On demand, persistent and unobstrusive dependencies

Downloads

5

Readme

Huggy Bear

Huggy was so cool he owned an iPad in the 70s!

What it does

HuggyBear does "silent mixin". It creates and stores functionnality for any object without never ever needing to compromise their structure or properties.

An example

Suppose an instance of the People prototype, with 3 methods: walk, sleep, work (very limited, huh?).

Now you want the instances of People to be also instances of EventEmitter, you'll have to add on, off, emit.

And now, you want the instances of People to do PubSub, then you add publish and subscribe.

So what ?

So your handcrafted People prototype, with the pure and beautiful simplicity of its 3 methods, has just lost its essence and is now a kind of a hydra with 8 methods, namely walk, sleep, work, on, off, emit, publish, register.

HuggyBear will keep your models sane and simple.

Some code, please

var huggyBear = require('huggybear');

function People () {
  huggyBear.provide(this, '/path/to/mixins/EventEmitter' /*, mixinArg1, mixinArg2 */);
}

People.prototype = {
  walk: function () {},
  sleep: function () {},
  work: function () {}
}

var ppl = new People();
ppl.on('eventName', function () {}); // throws TypeError, obviously
pplEventEmitter = huggyBear.claim('/path/to/mixins/EventEmitter');
pplEventEmitter.on('eventName', function () {}); //OK

You don't have to use the prototypal inheritance for HuggyBear to work. It's just that I'm kind of old fashioned, in some way.

You don't even have to put it in the constructor, of course. Add functionnality whenever you need to.

Building a mixin

To build a mixin, you must build a CommonJS module which exports MUST be a function. it can take any number of parameters, you will pass them by appending parameters to huggyBear#provide.

In other words, the exports of your module is the generator (aka the factory) of your mixin.

An exemple for a mixin of EventEmitter

var EventEmitter = require('events').EventEmitter;

module.exports = function () {
  return new EventEmitter();
};

For every object that wants this mixin to be provided, an instance of Emitter is created.
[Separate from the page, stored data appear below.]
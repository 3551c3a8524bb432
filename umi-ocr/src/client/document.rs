//! Document OCR jobs: submit, query, download, clear.
//!
//! Each operation is a single request against one server-side job. The job
//! id returned by [`DocumentClient::submit_document`] is the only thing the
//! other three operations need; the options given at submit time cannot be
//! changed afterwards.
//!
//! There is no built-in wait. Callers repeat
//! [`DocumentClient::query_document`] (or [`DocumentClient::poll_once`] with
//! a [`JobTracker`]) at a cadence of their choosing until `is_done`, and
//! decide themselves when to give up.

use reqwest::multipart;
use tracing::{debug, info, warn};

use super::http::HttpTransport;
use crate::error::{Result, UmiError};
use crate::job::{JobTracker, Observation};
use crate::models::{
    DataFormat, DocClearOptions, DocClearResult, DocDownloadOptions, DocDownloadResult,
    DocOcrOptions, DocQueryOptions, DocQueryResult, DocUploadResult, DocumentFile,
    RawDocQueryResult,
};

pub const DOC_UPLOAD_PATH: &str = "/api/doc/upload";
pub const DOC_RESULT_PATH: &str = "/api/doc/result";
pub const DOC_DOWNLOAD_PATH: &str = "/api/doc/download";
pub const DOC_CLEAR_PATH: &str = "/api/doc/clear";

#[derive(Clone, Debug)]
pub struct DocumentClient {
    http: HttpTransport,
}

impl DocumentClient {
    pub(crate) fn new(http: HttpTransport) -> Self {
        Self { http }
    }

    /// Uploads a document and starts a recognition job.
    ///
    /// On success `data` of the result is the new job id.
    pub async fn submit_document<F: DataFormat>(
        &self,
        file: DocumentFile,
        options: &DocOcrOptions<F>,
    ) -> Result<DocUploadResult> {
        let url = self.http.endpoint(DOC_UPLOAD_PATH, options.url.as_deref());
        let json = serde_json::to_string(options)?;
        let mime = file.mime_type();
        let file_name = file.file_name.clone();
        let size = file.bytes.len();

        let file_part = multipart::Part::bytes(file.bytes)
            .file_name(file_name.clone())
            .mime_str(&mime)
            .map_err(|e| UmiError::Validation(format!("Invalid MIME type '{mime}': {e}")))?;
        let form = multipart::Form::new()
            .part("file", file_part)
            .text("json", json);

        debug!(file = %file_name, size, %mime, "Uploading document");
        let result: DocUploadResult = self.http.post_multipart("docUpload", &url, form).await?;

        match result.job_id() {
            Some(id) => info!(job_id = %id, file = %file_name, "Document job submitted"),
            None => warn!(code = result.code, reason = %result.data, "Document upload refused"),
        }
        Ok(result)
    }

    /// Fetches the current status of a job, and its content if requested.
    pub async fn query_document<F: DataFormat>(
        &self,
        options: &DocQueryOptions<F>,
    ) -> Result<DocQueryResult<F>> {
        let url = self.http.endpoint(DOC_RESULT_PATH, options.url.as_deref());
        let raw: RawDocQueryResult = self.http.post_json("docOcrResult", &url, options).await?;
        let result = DocQueryResult::from_raw(raw)?;

        debug!(
            job_id = %options.id,
            state = %result.state,
            processed = result.processed_count,
            pages = result.pages_count,
            entries = result.entries().len(),
            "Job status"
        );
        Ok(result)
    }

    /// Queries unread content once and folds it into `tracker`.
    ///
    /// This is a single request; call it again until
    /// [`JobTracker::is_done`] returns true.
    pub async fn poll_once<F: DataFormat>(
        &self,
        tracker: &mut JobTracker<F>,
    ) -> Result<Observation> {
        let options = DocQueryOptions::<F>::new(tracker.id())
            .with_data(true)
            .unread(true);
        let result = self.query_document(&options).await?;
        Ok(tracker.observe(&result, true))
    }

    /// Re-reads every entry of the job into `tracker`, replacing what it
    /// accumulated. Useful after a failure to collect the finished pages.
    pub async fn resync<F: DataFormat>(&self, tracker: &mut JobTracker<F>) -> Result<Observation> {
        let options = DocQueryOptions::<F>::new(tracker.id())
            .with_data(true)
            .unread(false);
        let result = self.query_document(&options).await?;
        Ok(tracker.observe(&result, false))
    }

    /// Asks the service to export the job's results.
    ///
    /// What happens for a job that has not produced anything yet is up to
    /// the service; it is not checked here.
    pub async fn download_document(
        &self,
        options: &DocDownloadOptions,
    ) -> Result<DocDownloadResult> {
        let url = self.http.endpoint(DOC_DOWNLOAD_PATH, options.url.as_deref());
        let result: DocDownloadResult = self.http.post_json("docDownload", &url, options).await?;

        if let Some(link) = result.download_url() {
            debug!(job_id = %options.id, url = %link, name = ?result.name, "Export ready");
        }
        Ok(result)
    }

    /// Releases the job on the service. The id is invalid afterwards.
    ///
    /// Clearing an unknown or already cleared job is reported through
    /// `code`, not as an error.
    pub async fn clear_document(&self, options: &DocClearOptions) -> Result<DocClearResult> {
        let url = self.clear_url(options)?;
        let result: DocClearResult = self.http.get_json("docOcrTaskClear", url.as_str()).await?;

        if result.is_success() {
            info!(job_id = %options.id, "Document job cleared");
        } else {
            debug!(job_id = %options.id, code = result.code, reason = %result.data, "Clear refused");
        }
        Ok(result)
    }

    fn clear_url(&self, options: &DocClearOptions) -> Result<url::Url> {
        let prefix = self.http.endpoint(DOC_CLEAR_PATH, options.url.as_deref());
        let mut url = url::Url::parse(&prefix)?;
        url.path_segments_mut()
            .map_err(|_| UmiError::Config(format!("Cannot append job id to {prefix}")))?
            .pop_if_empty()
            .push(&options.id);
        Ok(url)
    }
}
Each object get its own instance.

Simple.

HuggyBear everywhere

You may want to bring HuggyBear to every object...

var huggyBear = require('huggybear');

Object.prototype.provide = function (/*name, arg1, arg2 */) {
  return huggyBear.provide.apply(undefined, [this].concat(Array.prototype.slice.call(arguments)));
}

Object.prototype.claim = function (/*name*/) {
  return huggyBear.claim.apply(undefined, [this].concat(Array.prototype.slice.call(arguments)));
}

Inception

You can use HuggyBear from HuggyBear to create multiple dependency containers, each being isolated from the other.

Testing

The tests and coverage reports are available in the TESTING file.